The development of insulin responsiveness of the transport systems for glucose (2-deoxyglucose) and potassium (Rb+) was compared during in vitro adipocyte differentiation of 3T3-L1 cells. Growing cells exhibited minimal increases in 2-deoxyglucose and Rb+ transport rates in response to insulin. Low levels of insulin stimulation of both transport processes became apparent when cultures attained confluence, and these levels were maintained in uninduced cells which retained their fibroblast-like morphology. Following a 48-h induction treatment with methylisobutylxanthine and dexamethasone, a dramatic and simultaneous increase in insulin sensitivity of both deoxyglucose and Rb+ uptake was observed.

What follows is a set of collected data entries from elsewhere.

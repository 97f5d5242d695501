use std::fs::OpenOptions;
use std::io;
use std::sync::Arc;
use std::sync::mpsc;
use std::time::{Duration, Instant};

use crossterm::event::{self, Event, KeyCode, KeyEvent, KeyEventKind};
use crossterm::execute;
use crossterm::terminal::{
    EnterAlternateScreen, LeaveAlternateScreen, disable_raw_mode, enable_raw_mode,
};
use ratatui::layout::{Constraint, Direction, Layout};
use ratatui::prelude::*;
use ratatui::style::{Color, Modifier, Style};
use ratatui::widgets::{Block, Borders, Clear, Paragraph, Wrap};

use mlbb_terminal::api::HttpSource;
use mlbb_terminal::config::{AppConfig, DAY_WINDOWS};
use mlbb_terminal::directory::DirectoryStatus;
use mlbb_terminal::hero_detail::{HeroDetailView, RelationKind, plain_text};
use mlbb_terminal::provider::spawn_provider;
use mlbb_terminal::state::{AppState, Delta, Focus, ModalState, ProviderCommand, apply_delta};

const ROSTER_CELL_WIDTH: u16 = 18;

struct App {
    state: AppState,
    should_quit: bool,
    cmd_tx: Option<mpsc::Sender<ProviderCommand>>,
}

impl App {
    fn new(cmd_tx: Option<mpsc::Sender<ProviderCommand>>, days: u32) -> Self {
        Self {
            state: AppState::new(days),
            should_quit: false,
            cmd_tx,
        }
    }

    fn start(&mut self) {
        self.send(ProviderCommand::LoadDirectory, "Hero list");
        let cmd = self.state.request_rosters();
        self.send(cmd, "Roster");
        let cmd = self.state.request_rank_board(self.state.days);
        self.send(cmd, "Rank board");
    }

    fn on_key(&mut self, key: KeyEvent) {
        if self.state.help_overlay {
            if matches!(key.code, KeyCode::Esc | KeyCode::Char('?')) {
                self.state.help_overlay = false;
            } else if key.code == KeyCode::Char('q') {
                self.should_quit = true;
            }
            return;
        }

        if self.state.modal_open() {
            match key.code {
                KeyCode::Esc | KeyCode::Char('b') => self.state.close_modal(),
                KeyCode::Char('j') | KeyCode::Down => self.state.scroll_modal_down(),
                KeyCode::Char('k') | KeyCode::Up => self.state.scroll_modal_up(),
                KeyCode::Char('q') => self.should_quit = true,
                _ => {}
            }
            return;
        }

        match key.code {
            KeyCode::Char('q') => self.should_quit = true,
            KeyCode::Char('d') => {
                let cmd = self.state.next_day_window();
                self.send(cmd, "Rank board");
            }
            KeyCode::Char('D') => {
                let cmd = self.state.prev_day_window();
                self.send(cmd, "Rank board");
            }
            KeyCode::Tab => self.state.toggle_focus(),
            KeyCode::Char('j') | KeyCode::Down => self.state.select_next(),
            KeyCode::Char('k') | KeyCode::Up => self.state.select_prev(),
            KeyCode::Char('l') | KeyCode::Right => self.state.select_right(),
            KeyCode::Char('h') | KeyCode::Left => self.state.select_left(),
            KeyCode::Enter => self.open_selected_hero(),
            KeyCode::Char('r') | KeyCode::Char('R') => {
                self.send(ProviderCommand::LoadDirectory, "Hero list");
                let cmd = self.state.request_rosters();
                self.send(cmd, "Roster");
            }
            KeyCode::Char('?') => self.state.help_overlay = true,
            _ => {}
        }
    }

    fn open_selected_hero(&mut self) {
        let Some(name) = self.state.selected_hero_name() else {
            self.state.push_log("[INFO] No hero selected");
            return;
        };
        let cmd = self.state.request_hero(&name);
        self.send(cmd, "Hero detail");
    }

    fn send(&mut self, cmd: ProviderCommand, what: &str) {
        let Some(tx) = &self.cmd_tx else {
            self.state.push_log(format!("[INFO] {what} fetch unavailable"));
            return;
        };
        if tx.send(cmd).is_err() {
            self.state.push_log(format!("[WARN] {what} request failed"));
        }
    }
}
use anyhow::{Context, Result};
use serde_json::Value;

use crate::api::{ApiSource, hero_detail_path};
use crate::directory::{HeroDirectory, HeroId};

#[derive(Debug, Clone, PartialEq)]
pub struct HeroDetailView {
    pub id: HeroId,
    pub name: String,
    pub head_url: String,
    pub roles: Vec<String>,
    pub lanes: Vec<String>,
    pub difficulty: String,
    pub specialities: Vec<String>,
    pub story: Option<String>,
    pub skills: Vec<Skill>,
    pub relations: Vec<RelationGroup>,
    pub lore_url: Option<String>,
}

impl HeroDetailView {
    pub fn relation(&self, kind: RelationKind) -> Option<&RelationGroup> {
        self.relations.iter().find(|r| r.kind == kind)
    }
}

#[derive(Debug, Clone, PartialEq)]
pub struct Skill {
    pub name: String,
    pub icon_url: String,
    pub description: String,
    pub tags: Vec<SkillTag>,
}

#[derive(Debug, Clone, PartialEq, Eq)]
pub struct SkillTag {
    pub label: String,
    /// `"r,g,b"` exactly as the API sends it.
    pub rgb: String,
}

impl SkillTag {
    pub fn rgb_components(&self) -> Option<(u8, u8, u8)> {
        let mut parts = self.rgb.split(',').map(|p| p.trim().parse::<u8>());
        let r = parts.next()?.ok()?;
        let g = parts.next()?.ok()?;
        let b = parts.next()?.ok()?;
        if parts.next().is_some() {
            return None;
        }
        Some((r, g, b))
    }
}

#[derive(Debug, Clone, Copy, PartialEq, Eq)]
pub enum RelationKind {
    Assist,
    Strong,
    Weak,
}

impl RelationKind {
    pub const ALL: [RelationKind; 3] = [
        RelationKind::Assist,
        RelationKind::Strong,
        RelationKind::Weak,
    ];

    fn key(self) -> &'static str {
        match self {
            RelationKind::Assist => "assist",
            RelationKind::Strong => "strong",
            RelationKind::Weak => "weak",
        }
    }

    pub fn title(self) -> &'static str {
        match self {
            RelationKind::Assist => "Best Partners",
            RelationKind::Strong => "Strong Against",
            RelationKind::Weak => "Weak Against",
        }
    }
}

#[derive(Debug, Clone, PartialEq, Eq)]
pub struct RelationGroup {
    pub kind: RelationKind,
    pub description: String,
    pub hero_heads: Vec<String>,
}

#[derive(Debug, Clone, PartialEq)]
pub enum DetailOutcome {
    Detail(Box<HeroDetailView>),
    /// The name has no entry in the directory index.
    NotFound(String),
    /// The detail response lacks the nested hero object.
    Malformed,
}

pub fn resolve_hero_detail(
    api: &dyn ApiSource,
    directory: &HeroDirectory,
    display_name: &str,
) -> Result<DetailOutcome> {
    let Some(id) = directory.lookup(display_name) else {
        log::info!("hero {display_name:?} not in directory");
        return Ok(DetailOutcome::NotFound(display_name.to_string()));
    };

    let body = api
        .get(&hero_detail_path(id.as_str()))
        .with_context(|| format!("hero detail request failed (id {id})"))?;
    match parse_hero_detail_json(id.clone(), &body)? {
        Some(view) => Ok(DetailOutcome::Detail(Box::new(view))),
        None => {
            log::warn!("hero detail for id {id} is missing the hero payload");
            Ok(DetailOutcome::Malformed)
        }
    }
}

/// `Ok(None)` when the body is valid json but has no
/// `data.records[0].data.hero.data` object.
pub fn parse_hero_detail_json(id: HeroId, raw: &str) -> Result<Option<HeroDetailView>> {
    let trimmed = raw.trim();
    if trimmed.is_empty() || trimmed == "null" {
        return Ok(None);
    }
    let root: Value = serde_json::from_str(trimmed).context("invalid hero detail json")?;
    let record = root
        .get("data")
        .and_then(|v| v.get("records"))
        .and_then(|v| v.get(0))
        .and_then(|v| v.get("data"))
        .unwrap_or(&Value::Null);
    let Some(hero) = record
        .get("hero")
        .and_then(|v| v.get("data"))
        .filter(|v| v.is_object())
    else {
        return Ok(None);
    };

    let relation = record.get("relation").unwrap_or(&Value::Null);
    let relations = RelationKind::ALL
        .into_iter()
        .filter_map(|kind| parse_relation(kind, relation.get(kind.key())))
        .collect();

    Ok(Some(HeroDetailView {
        id,
        name: str_field(hero, "name"),
        head_url: str_field(hero, "head"),
        roles: string_list(hero.get("sortlabel")),
        lanes: string_list(hero.get("roadsortlabel")),
        difficulty: hero
            .get("difficulty")
            .map(value_to_string)
            .unwrap_or_else(|| "-".to_string()),
        specialities: string_list(hero.get("speciality")),
        story: hero
            .get("story")
            .and_then(Value::as_str)
            .map(str::trim)
            .filter(|s| !s.is_empty())
            .map(str::to_string),
        skills: parse_skills(hero.get("heroskilllist")),
        relations,
        lore_url: record
            .get("url")
            .and_then(Value::as_str)
            .filter(|s| !s.is_empty())
            .map(str::to_string),
    }))
}

fn parse_skills(groups: Option<&Value>) -> Vec<Skill> {
    let Some(skills) = groups
        .and_then(|v| v.get(0))
        .and_then(|v| v.get("skilllist"))
        .and_then(Value::as_array)
    else {
        return Vec::new();
    };

    skills
        .iter()
        .filter(|s| s.is_object())
        .map(|skill| Skill {
            name: str_field(skill, "skillname"),
            icon_url: str_field(skill, "skillicon"),
            description: str_field(skill, "skilldesc"),
            tags: skill
                .get("skilltag")
                .and_then(Value::as_array)
                .map(|tags| {
                    tags.iter()
                        .filter(|t| t.is_object())
                        .map(|tag| SkillTag {
                            label: str_field(tag, "tagname"),
                            rgb: tag.get("tagrgb").map(value_to_string).unwrap_or_default(),
                        })
                        .collect()
                })
                .unwrap_or_default(),
        })
        .collect()
}

fn parse_relation(kind: RelationKind, group: Option<&Value>) -> Option<RelationGroup> {
    let group = group?;
    let targets = group.get("target_hero").and_then(Value::as_array)?;
    if !targets.first().is_some_and(Value::is_object) {
        return None;
    }
    let hero_heads = targets
        .iter()
        .filter_map(|t| t.get("data")?.get("head")?.as_str())
        .map(str::to_string)
        .collect();
    Some(RelationGroup {
        kind,
        description: str_field(group, "desc"),
        hero_heads,
    })
}

fn str_field(value: &Value, key: &str) -> String {
    value
        .get(key)
        .and_then(Value::as_str)
        .unwrap_or_default()
        .to_string()
}

fn string_list(value: Option<&Value>) -> Vec<String> {
    value
        .and_then(Value::as_array)
        .map(|items| {
            items
                .iter()
                .filter_map(Value::as_str)
                .map(str::trim)
                .filter(|s| !s.is_empty())
                .map(str::to_string)
                .collect()
        })
        .unwrap_or_default()
}

fn value_to_string(value: &Value) -> String {
    match value {
        Value::String(s) => s.trim().to_string(),
        Value::Number(n) => n.to_string(),
        Value::Bool(b) => {
            if *b {
                "yes".to_string()
            } else {
                "no".to_string()
            }
        }
        Value::Null => "-".to_string(),
        other => other.to_string(),
    }
}

/// Skill descriptions carry inline markup such as `<font color=..>`; this
/// drops the tags for plain-text rendering.
pub fn plain_text(markup: &str) -> String {
    let mut out = String::with_capacity(markup.len());
    let mut in_tag = false;
    for c in markup.chars() {
        match c {
            '<' => in_tag = true,
            '>' if in_tag => in_tag = false,
            _ if !in_tag => out.push(c),
            _ => {}
        }
    }
    out.split_whitespace().collect::<Vec<_>>().join(" ")
}

#[cfg(test)]
mod tests {
    use super::{SkillTag, plain_text};

    #[test]
    fn rgb_triple_parses_when_well_formed() {
        let tag = |rgb: &str| SkillTag {
            label: "CC".to_string(),
            rgb: rgb.to_string(),
        };
        assert_eq!(tag("255, 90,0").rgb_components(), Some((255, 90, 0)));
        assert_eq!(tag("300,0,0").rgb_components(), None);
        assert_eq!(tag("1,2").rgb_components(), None);
        assert_eq!(tag("1,2,3,4").rgb_components(), None);
    }

    #[test]
    fn plain_text_strips_markup() {
        assert_eq!(
            plain_text("Deals <font color=\"#ff0\">120</font>\n physical  damage."),
            "Deals 120 physical damage."
        );
    }
}
/// Canonical lookup key for a hero display name.
///
/// Lower-cases the input and keeps only `[a-z0-9]`, so whitespace, punctuation
/// and non-ASCII letters never take part in matching. Index keys and clicked
/// names must both go through this function.
pub fn normalize(input: &str) -> String {
    input
        .chars()
        .flat_map(char::to_lowercase)
        .filter(|c| c.is_ascii_lowercase() || c.is_ascii_digit())
        .collect()
}

#[cfg(test)]
mod tests {
    use super::normalize;

    #[test]
    fn case_whitespace_and_punctuation_collapse() {
        assert_eq!(normalize("Miya "), "miya");
        assert_eq!(normalize("miya"), "miya");
        assert_eq!(normalize("MIYA!"), "miya");
    }

    #[test]
    fn inner_spaces_and_symbols_are_dropped() {
        assert_eq!(normalize("Yi Sun-shin"), "yisunshin");
        assert_eq!(normalize("X.Borg"), "xborg");
        assert_eq!(normalize("Chang'e"), "change");
        assert_eq!(normalize("\tPopol and\nKupa "), "popolandkupa");
    }

    #[test]
    fn digits_survive_and_non_ascii_is_dropped() {
        assert_eq!(normalize("Hero 2"), "hero2");
        assert_eq!(normalize("Lúnox"), "lnox");
        assert_eq!(normalize("   "), "");
    }
}
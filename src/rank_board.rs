use anyhow::{Context, Result};
use serde::Deserialize;

use crate::api::{ApiSource, hero_rank_path};

#[derive(Debug, Clone, PartialEq, Eq)]
pub struct RankEntry {
    pub rank: usize,
    pub hero_name: String,
    pub head_url: String,
    /// Percentage with one decimal, e.g. `"51.2"`.
    pub win_rate: String,
    pub pick_rate: Option<String>,
    pub ban_rate: Option<String>,
}

#[derive(Debug, Deserialize)]
struct RankResponse {
    #[serde(default)]
    data: Option<RankData>,
}

#[derive(Debug, Deserialize)]
struct RankData {
    #[serde(default)]
    records: Option<Vec<RankRecord>>,
}

#[derive(Debug, Deserialize)]
struct RankRecord {
    #[serde(default)]
    data: Option<RankRecordData>,
}

#[derive(Debug, Deserialize)]
struct RankRecordData {
    #[serde(default)]
    main_hero: Option<RankHero>,
    #[serde(default)]
    main_hero_win_rate: Option<f64>,
    #[serde(default)]
    main_hero_appearance_rate: Option<f64>,
    #[serde(default)]
    main_hero_ban_rate: Option<f64>,
}

#[derive(Debug, Deserialize)]
struct RankHero {
    #[serde(default)]
    data: Option<RankHeroData>,
}

#[derive(Debug, Deserialize)]
struct RankHeroData {
    #[serde(default)]
    name: Option<String>,
    #[serde(default)]
    head: Option<String>,
}

pub fn fetch_rank_board(api: &dyn ApiSource, days: u32) -> Result<Vec<RankEntry>> {
    let body = api
        .get(&hero_rank_path(days))
        .with_context(|| format!("rank board request failed ({days}d)"))?;
    parse_rank_board_json(&body)
}

pub fn parse_rank_board_json(raw: &str) -> Result<Vec<RankEntry>> {
    let trimmed = raw.trim();
    if trimmed.is_empty() || trimmed == "null" {
        return Ok(Vec::new());
    }
    let resp: RankResponse = serde_json::from_str(trimmed).context("invalid hero rank json")?;
    let records = resp.data.and_then(|d| d.records).unwrap_or_default();

    // Records without a named hero don't consume a rank position.
    let mut entries = Vec::with_capacity(records.len());
    for record in records {
        let Some(data) = record.data else {
            continue;
        };
        let Some(hero) = data.main_hero.and_then(|h| h.data) else {
            continue;
        };
        let Some(hero_name) = hero.name.filter(|name| !name.trim().is_empty()) else {
            continue;
        };
        entries.push(RankEntry {
            rank: entries.len() + 1,
            hero_name,
            head_url: hero.head.unwrap_or_default(),
            win_rate: data
                .main_hero_win_rate
                .map(format_percent)
                .unwrap_or_else(|| "-".to_string()),
            pick_rate: data.main_hero_appearance_rate.map(format_percent),
            ban_rate: data.main_hero_ban_rate.map(format_percent),
        });
    }
    Ok(entries)
}

/// Fraction to percentage with one decimal place, rounded once.
pub fn format_percent(fraction: f64) -> String {
    format!("{:.1}", fraction * 100.0)
}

In fully differentiated 3T3-L1 adipocytes, insulin caused a 6-10-fold increase above the basal rate for deoxyglucose uptake and a 1.50-1.60-fold increase of Rb+ uptake. The insulin dose response relationships were identical for both deoxyglucose uptake and Rb+ uptake and half-maximal stimulation occurred at insulin concentrations of 2-3 nM in 3T3-L1 fibroblasts, 550 pM in 3T3-L1 adipocytes, and 100 pM in mature rat adipocytes. Basal rates of deoxyglucose and Rb+ uptakes were 2-9-fold higher in growing cells than in confluent cells, and fatty cells exhibited lower transport rates relative to nonfatty cells. The number of active Na+ pumps on the cell surface was determined by quantitation of the covalent phosphorylated intermediate of the (Na+,K+)-ATPase. Plasma membranes of growing cells contained a larger number of (Na+,K+)-ATPase specific phosphorylation sites and higher (Na+,K+)-ATPase activity than those of confluent cells. Although (Na+,K+)-ATPase and Rb+ transport activities were greater in uninduced cells than in induced cells, both cultures exhibited the same number of phosphorylation sites, implying that the Na+ pump in 3T3-L1 adipocytes was operating at a reduced efficiency.